Records shown =

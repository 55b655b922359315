#![no_main]

use libfuzzer_sys::fuzz_target;
use sboxpipe::parse::{Parser, UriListParser};

// Parsing arbitrary bytes must never panic; broken lines become record
// errors and every produced server satisfies the structural invariants.
fuzz_target!(|data: &[u8]| {
    if let Ok(outcome) = UriListParser.parse(data) {
        for server in &outcome.servers {
            assert!(server.is_valid());
            assert!(server.tag.is_none());
        }
    }
});
//! Server selection: explicit index, name/tag match, or automatic.

use sboxpipe_types::ParsedServer;

/// How to pick servers from the post-policy list.
#[derive(Debug, Clone, Default, PartialEq)]
pub enum Selector {
    /// Keep every surviving server.
    #[default]
    All,
    /// Zero-based position in the list.
    Index(usize),
    /// Exact match on the canonical tag.
    Tag(String),
    /// Exact match on the original name in `meta`.
    Name(String),
    /// Policy-driven automatic pick: lowest latency when known, else all.
    Auto,
}

impl Selector {
    pub fn apply(&self, servers: &[ParsedServer]) -> Vec<ParsedServer> {
        match self {
            Selector::All => servers.to_vec(),
            Selector::Index(index) => servers.get(*index).cloned().into_iter().collect(),
            Selector::Tag(tag) => servers
                .iter()
                .filter(|s| s.tag.as_deref() == Some(tag.as_str()))
                .cloned()
                .collect(),
            Selector::Name(name) => servers
                .iter()
                .filter(|s| s.meta_str("name") == Some(name.as_str()))
                .cloned()
                .collect(),
            Selector::Auto => {
                let best = servers
                    .iter()
                    .filter(|s| s.meta_f64("latency_ms").is_some())
                    .min_by(|a, b| {
                        a.meta_f64("latency_ms")
                            .partial_cmp(&b.meta_f64("latency_ms"))
                            .unwrap_or(std::cmp::Ordering::Equal)
                    });
                match best {
                    Some(best) => vec![best.clone()],
                    None => servers.to_vec(),
                }
            }
        }
    }
}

Activity =
From the records above, print only the lines between the one holding "if let Ok(outcome)" and the one holding "every surviving server.", inclusive, exactly as they stand.

Final answer =
    if let Ok(outcome) = UriListParser.parse(data) {
        for server in &outcome.servers {
            assert!(server.is_valid());
            assert!(server.tag.is_none());
        }
    }
});
//! Server selection: explicit index, name/tag match, or automatic.

use sboxpipe_types::ParsedServer;

/// How to pick servers from the post-policy list.
#[derive(Debug, Clone, Default, PartialEq)]
pub enum Selector {
    /// Keep every surviving server.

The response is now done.